(Dataset entries)
=-=-=-=-=

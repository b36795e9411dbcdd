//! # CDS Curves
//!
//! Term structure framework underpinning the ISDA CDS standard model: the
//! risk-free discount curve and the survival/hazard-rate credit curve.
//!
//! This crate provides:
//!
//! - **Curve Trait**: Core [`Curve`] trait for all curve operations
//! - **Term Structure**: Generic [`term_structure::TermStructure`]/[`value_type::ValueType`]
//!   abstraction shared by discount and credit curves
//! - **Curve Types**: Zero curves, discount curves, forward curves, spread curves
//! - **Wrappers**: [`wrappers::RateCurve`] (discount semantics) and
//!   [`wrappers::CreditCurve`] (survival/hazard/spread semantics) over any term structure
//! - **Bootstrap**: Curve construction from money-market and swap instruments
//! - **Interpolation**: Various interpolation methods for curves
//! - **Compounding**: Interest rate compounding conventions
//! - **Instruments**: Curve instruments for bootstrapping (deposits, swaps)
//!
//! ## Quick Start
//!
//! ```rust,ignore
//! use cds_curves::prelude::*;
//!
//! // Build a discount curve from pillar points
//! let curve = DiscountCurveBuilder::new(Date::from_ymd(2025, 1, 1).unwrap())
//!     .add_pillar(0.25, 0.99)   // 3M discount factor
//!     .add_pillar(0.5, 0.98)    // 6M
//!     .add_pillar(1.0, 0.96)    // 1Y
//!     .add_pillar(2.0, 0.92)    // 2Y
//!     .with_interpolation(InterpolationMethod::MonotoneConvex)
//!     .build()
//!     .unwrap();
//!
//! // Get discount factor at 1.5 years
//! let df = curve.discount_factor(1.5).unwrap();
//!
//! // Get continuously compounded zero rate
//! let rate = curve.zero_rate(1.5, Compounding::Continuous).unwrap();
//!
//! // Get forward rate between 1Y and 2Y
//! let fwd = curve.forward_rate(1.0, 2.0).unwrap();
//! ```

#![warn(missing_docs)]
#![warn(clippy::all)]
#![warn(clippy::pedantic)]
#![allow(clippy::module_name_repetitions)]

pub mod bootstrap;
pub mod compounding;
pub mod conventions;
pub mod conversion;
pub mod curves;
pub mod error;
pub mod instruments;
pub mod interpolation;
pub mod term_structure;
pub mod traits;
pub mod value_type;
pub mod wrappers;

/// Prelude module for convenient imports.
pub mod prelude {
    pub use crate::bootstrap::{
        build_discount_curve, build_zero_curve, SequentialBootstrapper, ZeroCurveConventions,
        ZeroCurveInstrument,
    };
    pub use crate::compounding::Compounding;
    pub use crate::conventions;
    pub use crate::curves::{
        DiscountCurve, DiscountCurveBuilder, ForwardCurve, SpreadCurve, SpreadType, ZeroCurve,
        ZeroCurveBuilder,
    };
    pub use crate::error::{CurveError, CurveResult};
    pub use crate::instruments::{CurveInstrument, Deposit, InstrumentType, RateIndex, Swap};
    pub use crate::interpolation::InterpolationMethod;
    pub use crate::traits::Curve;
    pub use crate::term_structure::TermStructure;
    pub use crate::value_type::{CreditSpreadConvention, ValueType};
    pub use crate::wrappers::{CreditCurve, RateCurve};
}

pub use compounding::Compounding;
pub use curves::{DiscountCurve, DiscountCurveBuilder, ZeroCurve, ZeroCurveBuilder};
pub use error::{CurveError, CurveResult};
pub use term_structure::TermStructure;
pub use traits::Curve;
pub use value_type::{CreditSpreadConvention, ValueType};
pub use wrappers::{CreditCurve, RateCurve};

=-=-=-=-=

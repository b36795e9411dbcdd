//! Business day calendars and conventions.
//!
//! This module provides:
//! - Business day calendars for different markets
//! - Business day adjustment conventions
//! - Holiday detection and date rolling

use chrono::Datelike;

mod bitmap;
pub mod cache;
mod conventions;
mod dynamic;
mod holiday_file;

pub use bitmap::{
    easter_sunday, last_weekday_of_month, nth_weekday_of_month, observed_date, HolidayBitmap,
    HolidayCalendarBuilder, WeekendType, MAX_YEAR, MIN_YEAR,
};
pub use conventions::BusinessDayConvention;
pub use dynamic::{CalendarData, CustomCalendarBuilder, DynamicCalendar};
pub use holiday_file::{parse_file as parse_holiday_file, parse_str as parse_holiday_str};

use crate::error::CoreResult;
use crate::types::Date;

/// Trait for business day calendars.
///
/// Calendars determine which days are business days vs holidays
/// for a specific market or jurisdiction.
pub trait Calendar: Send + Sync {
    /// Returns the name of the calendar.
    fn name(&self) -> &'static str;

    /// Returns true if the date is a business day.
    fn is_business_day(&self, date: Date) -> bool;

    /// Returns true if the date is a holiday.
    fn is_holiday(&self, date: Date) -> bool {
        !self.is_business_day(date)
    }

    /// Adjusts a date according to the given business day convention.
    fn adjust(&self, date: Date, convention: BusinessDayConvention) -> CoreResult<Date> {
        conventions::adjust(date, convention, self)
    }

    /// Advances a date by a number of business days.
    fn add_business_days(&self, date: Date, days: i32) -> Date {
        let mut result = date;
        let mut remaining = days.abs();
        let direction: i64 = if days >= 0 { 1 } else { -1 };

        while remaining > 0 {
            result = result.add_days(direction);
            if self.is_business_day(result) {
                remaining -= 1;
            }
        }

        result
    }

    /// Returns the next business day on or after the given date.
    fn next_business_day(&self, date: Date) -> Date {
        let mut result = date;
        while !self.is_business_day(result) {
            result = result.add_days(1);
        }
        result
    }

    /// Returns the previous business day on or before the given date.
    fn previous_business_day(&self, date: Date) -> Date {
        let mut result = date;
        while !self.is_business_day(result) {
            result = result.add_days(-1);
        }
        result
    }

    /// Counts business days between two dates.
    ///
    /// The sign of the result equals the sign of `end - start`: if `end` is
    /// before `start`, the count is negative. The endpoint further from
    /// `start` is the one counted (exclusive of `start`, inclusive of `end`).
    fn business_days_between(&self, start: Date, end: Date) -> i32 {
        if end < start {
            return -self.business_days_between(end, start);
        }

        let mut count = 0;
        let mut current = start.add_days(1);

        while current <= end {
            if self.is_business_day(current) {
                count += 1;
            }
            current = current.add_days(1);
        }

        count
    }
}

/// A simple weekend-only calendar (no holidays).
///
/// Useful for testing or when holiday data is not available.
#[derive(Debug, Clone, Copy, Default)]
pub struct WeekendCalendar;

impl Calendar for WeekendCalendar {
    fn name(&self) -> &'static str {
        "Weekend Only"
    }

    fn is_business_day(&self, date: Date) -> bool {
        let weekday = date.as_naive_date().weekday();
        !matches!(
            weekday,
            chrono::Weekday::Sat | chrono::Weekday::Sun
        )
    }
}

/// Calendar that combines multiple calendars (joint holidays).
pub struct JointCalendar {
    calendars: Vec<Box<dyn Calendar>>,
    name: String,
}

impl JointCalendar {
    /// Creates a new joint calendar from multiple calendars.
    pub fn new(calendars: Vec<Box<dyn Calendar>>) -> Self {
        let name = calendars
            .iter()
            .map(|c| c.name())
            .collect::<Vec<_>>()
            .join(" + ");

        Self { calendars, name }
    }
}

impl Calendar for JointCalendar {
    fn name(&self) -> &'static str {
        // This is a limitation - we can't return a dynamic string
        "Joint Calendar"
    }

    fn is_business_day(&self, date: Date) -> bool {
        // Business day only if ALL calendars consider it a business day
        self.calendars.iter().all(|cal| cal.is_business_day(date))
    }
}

=-=-=-=-=

▶ **Problem statement**: Please return every line in the data that includes the string "remaining".

▶ **Expected answer**:
        let mut remaining = days.abs();
        while remaining > 0 {
                remaining -= 1;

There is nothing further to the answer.